Bitumen is too viscous to be produced by conventional recovery methods and significant amounts are too deep to be recovered by mining, necessitating enhanced in-situ oil recovery techniques. The majority of operating and planned in-situ bitumen projects employ thermal techniques to lower the bitumen's viscosity, allowing it to be produced. The viscosity characteristics of the bitumen consequently have a significant effect on production rates and recovery. Bitumen viscosity and chemical composition variation with depth within a single reservoir column has been reported for many heavy oil and oil sand reservoirs in the Western Canadian Sedimentary Basin and elsewhere in the world.
This study investigates, through reservoir simulation, the effects of viscosity variation with depth on the SAGD process and the resulting produced oil characteristics. Oil characteristics, including chemical component and viscosity profiles were built into a variety of reservoir simulation models. The simulation results indicate that the produced oil viscosity and component concentration vary as the steam chamber develops. The trend of the produced oil characteristics is related to the original in-situ profiles of and the reservoir flow barriers. In conjunction with oil rate, surface heave, or other available data, the produced oil characteristics may be used to suggest steam chamber development and the presence of barriers or baffles. The presented approach has potential to become a useful technique for SAGD steam chamber growth monitoring and production optimization.
Oil viscosity and compositional gradients, both areal and vertical have been observed in various fields worldwide1. Differences in physical properties and chemical composition of oil are more significant in heavy oil and oil sands reservoirs2. Recently, more attentions has been paid to heavy oil and oil sands reservoirs in the Western Canadian Sedimentary Basin, where 172.7 billion barrels of bitumen and heavy oil are to be recovered3, mostly through thermal processes, such as CSS (cyclic steam stimulation) and SAGD (steam assisted gravity drainage). Erno et al. found that the viscosity increases towards the bottom of the reservoir for Clearwater B, McMurray, and Wabiskaw formations at Caribou Lake, and Waseca formation at Pikes Peak with up to an order of magnitude difference in the Clearwater B formation.
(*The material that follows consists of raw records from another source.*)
impl MapshineEngine {
    /// Builds the pass stack for a scene rendered at `screen` pixels.
    pub fn new(
        gpu: GpuContext,
        config: EngineConfig,
        scene: SceneDimensions,
        screen: UVec2,
    ) -> EffectResult<Self> {
        scene.validate()?;
        let config = config.sanitized();
        let screen = screen.max(UVec2::ONE);
        let format = config.engine.target_format.to_wgpu();
        let device = &gpu.device;

        // Adapters that reject a pass pipeline fail here rather than
        // panicking on the first frame.
        let (masks, composer) = validated(device, || {
            let masks = MaskTextures::new(device, &gpu.queue)?;
            let mut composer = Composer::new(device, screen, format);
            composer.add_pass(Box::new(CloudShadowPass::new(
                device,
                config.cloud_shadow.clone(),
                screen,
            )));
            composer.add_pass(Box::new(SpecularPass::new(
                device,
                config.specular.clone(),
                format,
            )));
            composer.add_pass(Box::new(WindowLightPass::new(
                device,
                config.window_light.clone(),
                format,
                screen,
            )));
            composer.add_pass(Box::new(FogPass::new(device, config.fog.clone(), format)));
            Ok::<_, EffectError>((masks, composer))
        })??;

        let camera = fitted_camera(&scene);
        tracing::info!(
            passes = ?composer.pass_names(),
            width = screen.x,
            height = screen.y,
            ?format,
            "mapshine engine ready"
        );

        Ok(Self {
            derived: DerivedMasks::new(config.engine.flow_field.clone()),
            lights: LightRegistry::new(config.engine.max_lights, scene),
            gpu,
            config,
            masks,
            composer,
            environment: EnvironmentSnapshot::default(),
            scene,
            camera,
            screen,
            camera_throttle: LogThrottle::default(),
            derived_throttle: LogThrottle::default(),
        })
    }

    pub fn gpu(&self) -> &GpuContext {
        &self.gpu
    }

    pub fn config(&self) -> &EngineConfig {
        &self.config
    }

    pub fn masks(&self) -> &MaskTextures {
        &self.masks
    }

    pub fn composer(&self) -> &Composer {
        &self.composer
    }

    pub fn scene(&self) -> &SceneDimensions {
        &self.scene
    }

    pub fn lights(&self) -> &LightRegistry {
        &self.lights
    }

    // ========================================================================
    // Scene, camera and environment
    // ========================================================================

    /// Switches to a new scene. Masks, tiles and lights of the old scene
    /// are dropped; missing-asset warnings are re-armed.
    pub fn set_scene(&mut self, scene: SceneDimensions) -> EffectResult<()> {
        scene.validate()?;
        self.scene = scene;
        self.masks.registry.clear();
        self.lights.clear();
        self.lights.set_scene(scene);
        self.derived.set_source("", None);
        if let Some(specular) = self.composer.pass_mut::<SpecularPass>() {
            specular.clear_tiles();
        }
        self.camera = fitted_camera(&scene);
        tracing::info!(
            width = scene.scene_width,
            height = scene.scene_height,
            "scene changed"
        );
        Ok(())
    }

    /// Scene dimensions from the host's camelCase JSON.
    pub fn set_scene_json(&mut self, value: &Value) -> EffectResult<()> {
        let scene: SceneDimensions =
            serde_json::from_value(value.clone()).map_err(|e| EffectError::InvalidDocument {
                what: "scene dimensions",
                reason: e.to_string(),
            })?;
        self.set_scene(scene)
    }

    pub fn environment(&self) -> &EnvironmentSnapshot {
        &self.environment
    }

    /// Replaces the environment. Out-of-range values are clamped.
    pub fn set_environment(&mut self, environment: EnvironmentSnapshot) {
        self.environment = environment.sanitized();
    }

    /// Applies the host's ambient color document.
    pub fn apply_host_colors(&mut self, colors: &Value) {
        self.environment.apply_host_colors(colors);
    }

    pub fn camera(&self) -> &Camera {
        &self.camera
    }

    /// Replaces the camera. A non-finite position is repaired and logged.
    pub fn set_camera(&mut self, camera: Camera) {
        let (camera, err) = camera.sanitized();
        if let Some(err) = err {
            self.camera_throttle.warn("camera", &err);
        }
        self.camera = camera;
    }

    /// Resizes the drawing buffer. Screen-space targets are recreated and
    /// republished on the next frame.
    pub fn resize(&mut self, screen: UVec2) {
        let screen = screen.max(UVec2::ONE);
        if screen == self.screen {
            return;
        }
        self.screen = screen;
        self.composer
            .on_resize(&self.gpu.device, &mut self.masks, screen);
        tracing::debug!(width = screen.x, height = screen.y, "engine resized");
    }

    // ========================================================================
    // Masks
    // ========================================================================

    /// Uploads a scene-UV mask and publishes it.
    ///
    /// Albedo keeps its sRGB bytes in a unorm texture and is linearized in
    /// the shader. The outdoors mask also feeds the derived flow field.
    pub fn load_mask(
        &mut self,
        id: MaskId,
        width: u32,
        height: u32,
        rgba: &[u8],
        color_space: ColorSpace,
    ) -> EffectResult<()> {
        let device = &self.gpu.device;
        let queue = &self.gpu.queue;
        if id == MaskId::ALBEDO {
            let texture = GpuTexture::rgba8(
                device,
                queue,
                id.as_str(),
                width,
                height,
                rgba,
                ColorSpace::Linear,
            )?;
            self.masks
                .publish_encoded(id, Arc::new(texture), color_space, CoverageSpace::SceneUv);
            return Ok(());
        }

        let texture = Arc::new(GpuTexture::rgba8(
            device,
            queue,
            id.as_str(),
            width,
            height,
            rgba,
            color_space,
        )?);
        if id == MaskId::OUTDOORS {
            let source = SourceMask::from_rgba8(width, height, rgba)?;
            self.derived
                .set_source(format!("outdoors:{}", texture.id), Some(source));
        }
        self.masks.publish(id, texture, CoverageSpace::SceneUv);
        Ok(())
    }

    /// Withdraws a mask; consumers fall back on their next frame.
    pub fn unload_mask(&mut self, id: &MaskId) {
        self.masks.unpublish(id);
        if *id == MaskId::OUTDOORS {
            self.derived.set_source("", None);
        }
    }

    // ========================================================================
    // Lights
    // ========================================================================

    pub fn on_create_ambient_light(&mut self, doc: &Value) -> AddOutcome {
        let outcome = self.lights.add_light(doc);
        log_light_outcome(&outcome);
        outcome
    }

    pub fn on_update_ambient_light(&mut self, id: &str, changes: &Value) -> AddOutcome {
        let outcome = self.lights.update_light(id, changes);
        log_light_outcome(&outcome);
        outcome
    }

    pub fn on_delete_ambient_light(&mut self, id: &str) -> bool {
        self.lights.remove_light(id)
    }

    /// Applies per-light output gains from the persisted enhancement data.
    pub fn set_enhancement_store(&mut self, store: &EnhancementStore) {
        self.lights.set_output_gains(store.output_gains());
    }

    // ========================================================================
    // Tiles
    // ========================================================================

    /// Uploads a tile's albedo and optional specular mask.
    pub fn upload_tile_textures(
        &self,
        id: &str,
        width: u32,
        height: u32,
        albedo: &[u8],
        specular: Option<&[u8]>,
    ) -> EffectResult<TileTextures> {
        let device = &self.gpu.device;
        let queue = &self.gpu.queue;
        let albedo = GpuTexture::rgba8(
            device,
            queue,
            &format!("tile:{id}:albedo"),
            width,
            height,
            albedo,
            ColorSpace::Linear,
        )?;
        let specular = specular
            .map(|rgba| {
                GpuTexture::rgba8(
                    device,
                    queue,
                    &format!("tile:{id}:specular"),
                    width,
                    height,
                    rgba,
                    ColorSpace::Linear,
                )
            })
            .transpose()?;
        Ok(TileTextures {
            albedo: Arc::new(albedo),
            specular: specular.map(Arc::new),
        })
    }

    pub fn bind_tile_sprite(
        &mut self,
        binding: TileBinding,
        textures: TileTextures,
    ) -> Option<BindOutcome> {
        let device = &self.gpu.device;
        let specular = self.composer.pass_mut::<SpecularPass>()?;
        Some(specular.bind_tile_sprite(device, binding, textures))
    }

    pub fn unbind_tile_sprite(&mut self, id: &str) -> bool {
        self.composer
            .pass_mut::<SpecularPass>()
            .is_some_and(|s| s.unbind_tile_sprite(id))
    }

    pub fn sync_tile_sprite_transform(
        &mut self,
        id: &str,
        sprite: &SpriteSnapshot,
    ) -> Option<BindOutcome> {
        self.composer
            .pass_mut::<SpecularPass>()?
            .sync_tile_sprite_transform(id, sprite)
    }

    pub fn set_tile_textures(&mut self, id: &str, textures: TileTextures) -> bool {
        self.composer
            .pass_mut::<SpecularPass>()
            .is_some_and(|s| s.set_tile_textures(id, textures))
    }

    pub fn tile_state(&mut self, id: &str) -> OverlayState {
        self.composer
            .pass_mut::<SpecularPass>()
            .map_or(OverlayState::Unbound, |s| s.tile_state(id))
    }

    // ========================================================================
    // Passes
    // ========================================================================

    pub fn set_pass_enabled(&mut self, name: &str, enabled: bool) -> bool {
        let found = self.composer.set_enabled(name, enabled);
        if !found {
            tracing::warn!(pass = name, "no such pass");
        }
        found
    }

    pub fn control_schemas(&self) -> Vec<ControlSchema> {
        self.composer.control_schemas()
    }

    pub fn set_specular_params(&mut self, params: SpecularParams) {
        if let Some(pass) = self.composer.pass_mut::<SpecularPass>() {
            pass.set_params(params);
        }
    }

    pub fn set_window_light_params(&mut self, params: WindowLightParams) {
        if let Some(pass) = self.composer.pass_mut::<WindowLightPass>() {
            pass.set_params(params);
        }
    }

    pub fn set_fog_params(&mut self, params: FogParams) {
        if let Some(pass) = self.composer.pass_mut::<FogPass>() {
            pass.set_params(params);
        }
    }

    pub fn set_cloud_shadow_params(&mut self, params: CloudShadowParams) {
        if let Some(pass) = self.composer.pass_mut::<CloudShadowPass>() {
            pass.set_params(params);
        }
    }

    // ========================================================================
    // Frame
    // ========================================================================

    /// The per-frame state passes read, as the next frame will see it.
    pub fn frame_state(&self, time: FrameTime) -> FrameState {
        let view = ViewState::new(self.camera, self.screen, self.scene);
        let environment = self.environment;
        FrameState {
            time,
            view,
            view_block: ViewBlock::new(&view, time),
            environment,
            env_block: EnvironmentBlock::from_snapshot(&environment),
            lights: LightBlock::from_arrays(&self.lights.uniform_arrays()),
            roof_distance_scale: self.derived.roof_distance_scale(),
            flow_default_direction: self.derived.default_direction(),
        }
    }

    /// Refreshes derived masks and renders one frame of every pass.
    pub fn frame(&mut self, time: FrameTime) {
        let device = &self.gpu.device;
        let queue = &self.gpu.queue;
        if let Err(err) = self
            .derived
            .refresh(device, queue, &mut self.masks, &self.scene)
        {
            self.derived_throttle.warn("derived", &err);
        }
        let state = self.frame_state(time);
        self.composer
            .frame(&self.gpu.device, &self.gpu.queue, &mut self.masks, &state);
    }

    /// Blits the composed frame into a host view of
    /// [`crate::composer::OUTPUT_FORMAT`].
    pub fn present(&mut self, view: &wgpu::TextureView) {
        self.composer
            .present(&self.gpu.device, &self.gpu.queue, view);
    }

    /// The composed frame as sRGB RGBA8 rows.
    pub fn read_output(&mut self) -> EffectResult<Vec<u8>> {
        self.composer.read_output(&self.gpu.device, &self.gpu.queue)
    }

    /// Disposes every pass and withdraws every mask.
    pub fn dispose(&mut self) {
        self.composer.dispose(&mut self.masks);
        self.masks.registry.clear();
        self.lights.clear();
        tracing::info!("mapshine engine disposed");
    }
}
//! Per-pass parameter records and their control schemas.
//!
//! The schema is the single source of ranges: `sanitized()` clamps every
//! numeric field against the same `ParamSpec` the UI would bind to.

mod cloud_shadow;
mod fog;
mod specular;
mod window_light;

use glam::Vec3;
use serde::Serialize;

use crate::error::EffectError;

pub use cloud_shadow::CloudShadowParams;
pub use fog::FogParams;
pub use specular::{SpecularParams, StripeBlendMode, StripeLayerParams};
pub use window_light::WindowLightParams;

/// One numeric control.
#[derive(Debug, Clone, Copy, PartialEq, Serialize)]
pub struct ParamSpec {
    pub id: &'static str,
    pub label: &'static str,
    pub min: f32,
    pub max: f32,
    pub step: f32,
    pub default: f32,
}

impl ParamSpec {
    pub const fn new(
        id: &'static str,
        label: &'static str,
        min: f32,
        max: f32,
        step: f32,
        default: f32,
    ) -> Self {
        Self {
            id,
            label,
            min,
            max,
            step,
            default,
        }
    }

    /// Clamps `value` into range; NaN/Inf become the default.
    pub fn clamp(&self, value: f32) -> (f32, Option<EffectError>) {
        if !value.is_finite() {
            return (
                self.default,
                Some(EffectError::InvalidConfig {
                    name: self.id.to_owned(),
                    value: value as f64,
                }),
            );
        }
        let clamped = value.clamp(self.min, self.max);
        let err = (clamped != value).then(|| EffectError::InvalidConfig {
            name: self.id.to_owned(),
            value: value as f64,
        });
        (clamped, err)
    }
}

/// Named group of controls.
#[derive(Debug, Clone, PartialEq, Serialize)]
pub struct ParamGroup {
    pub name: &'static str,
    pub label: &'static str,
    pub params: Vec<ParamSpec>,
}

/// Full control surface of one pass.
#[derive(Debug, Clone, PartialEq, Serialize)]
pub struct ControlSchema {
    pub pass: &'static str,
    pub groups: Vec<ParamGroup>,
}

impl ControlSchema {
    pub fn find(&self, id: &str) -> Option<&ParamSpec> {
        self.groups
            .iter()
            .flat_map(|g| g.params.iter())
            .find(|p| p.id == id)
    }

    pub fn params(&self) -> impl Iterator<Item = &ParamSpec> {
        self.groups.iter().flat_map(|g| g.params.iter())
    }

    pub fn to_json(&self) -> serde_json::Value {
        serde_json::to_value(self).unwrap_or(serde_json::Value::Null)
    }
}

/// Implemented by every pass parameter record.
pub trait PassParams: Default + Clone {
    fn control_schema() -> ControlSchema;

    /// Visits every numeric field with its schema id.
    fn visit_numbers(&mut self, visit: &mut dyn FnMut(&'static str, &mut f32));

    /// Clamps non-numeric fields (colors, directions).
    fn sanitize_extra(&mut self) {}

    /// Clamps every field and returns the recovered config errors.
    fn sanitize_report(&mut self) -> Vec<EffectError> {
        let schema = Self::control_schema();
        let mut errors = Vec::new();
        self.visit_numbers(&mut |id, value| {
            if let Some(spec) = schema.find(id) {
                let (clamped, err) = spec.clamp(*value);
                *value = clamped;
                errors.extend(err);
            }
        });
        self.sanitize_extra();
        errors
    }

    /// Clamps every field into its documented range.
    #[must_use]
    fn sanitized(mut self) -> Self {
        let errors = self.sanitize_report();
        for err in &errors {
            tracing::debug!("{err}, clamped");
        }
        self
    }
}

/// Linear color deserialized from `[r, g, b]`.
pub(crate) fn sanitize_color(c: Vec3, fallback: Vec3) -> Vec3 {
    if c.is_finite() {
        c.clamp(Vec3::ZERO, Vec3::splat(16.0))
    } else {
        fallback
    }
}

/// Serde default helper for `true`.
pub(crate) fn default_true() -> bool {
    true
}

#[cfg(test)]
mod tests {
    use super::*;

    fn check_schema<P: PassParams>() {
        let schema = P::control_schema();
        let mut defaults = P::default();
        let mut seen = Vec::new();
        defaults.visit_numbers(&mut |id, value| {
            let spec = schema
                .find(id)
                .unwrap_or_else(|| panic!("{id} missing from {} schema", schema.pass));
            assert!(spec.min <= spec.max, "{id}");
            assert!(spec.step > 0.0, "{id}");
            assert_eq!(spec.default, *value, "{id} default disagrees with schema");
            assert!(*value >= spec.min && *value <= spec.max, "{id}");
            seen.push(id);
        });
        assert_eq!(seen.len(), schema.params().count(), "{}", schema.pass);
    }

    #[test]
    fn test_schemas_match_defaults() {
        check_schema::<SpecularParams>();
        check_schema::<WindowLightParams>();
        check_schema::<FogParams>();
        check_schema::<CloudShadowParams>();
    }

    #[test]
    fn test_clamp_reports() {
        let spec = ParamSpec::new("x", "X", 0.0, 1.0, 0.01, 0.5);
        assert_eq!(spec.clamp(0.25), (0.25, None));
        let (v, err) = spec.clamp(3.0);
        assert_eq!(v, 1.0);
        assert!(matches!(err, Some(EffectError::InvalidConfig { .. })));
        assert_eq!(spec.clamp(f32::NAN).0, 0.5);
    }

    #[test]
    fn test_sanitize_clamps_out_of_range() {
        let mut fog = FogParams {
            max_opacity: 4.0,
            falloff_start: -1.0,
            ..Default::default()
        };
        let errors = fog.sanitize_report();
        assert_eq!(errors.len(), 2);
        assert_eq!(fog.max_opacity, 1.0);
        assert_eq!(fog.falloff_start, 0.0);
    }

    #[test]
    fn test_schema_serializes() {
        let json = SpecularParams::control_schema().to_json();
        assert_eq!(json["pass"], "specular");
        assert!(json["groups"].as_array().is_some_and(|g| !g.is_empty()));
    }
}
It was suggested that the viscosity variation may affect the performance of CSS, the proposed recovery process for those reservoirs, and should be considered in reservoir characterization and modeling4. Chan et al.5 reported vertical variations of certain chemical compounds in a McMurray Formation corehole in the Athabasca area (re-plotted in Figure 1). They showed that the ratio of diasterane to regular sterane increases from the top to the bottom of the reservoir. Based on the observed baseline of chemical compound distribution, a field application was demonstrated that used the chemical compound concentration from the produced sample to diagnose the CSS performance5.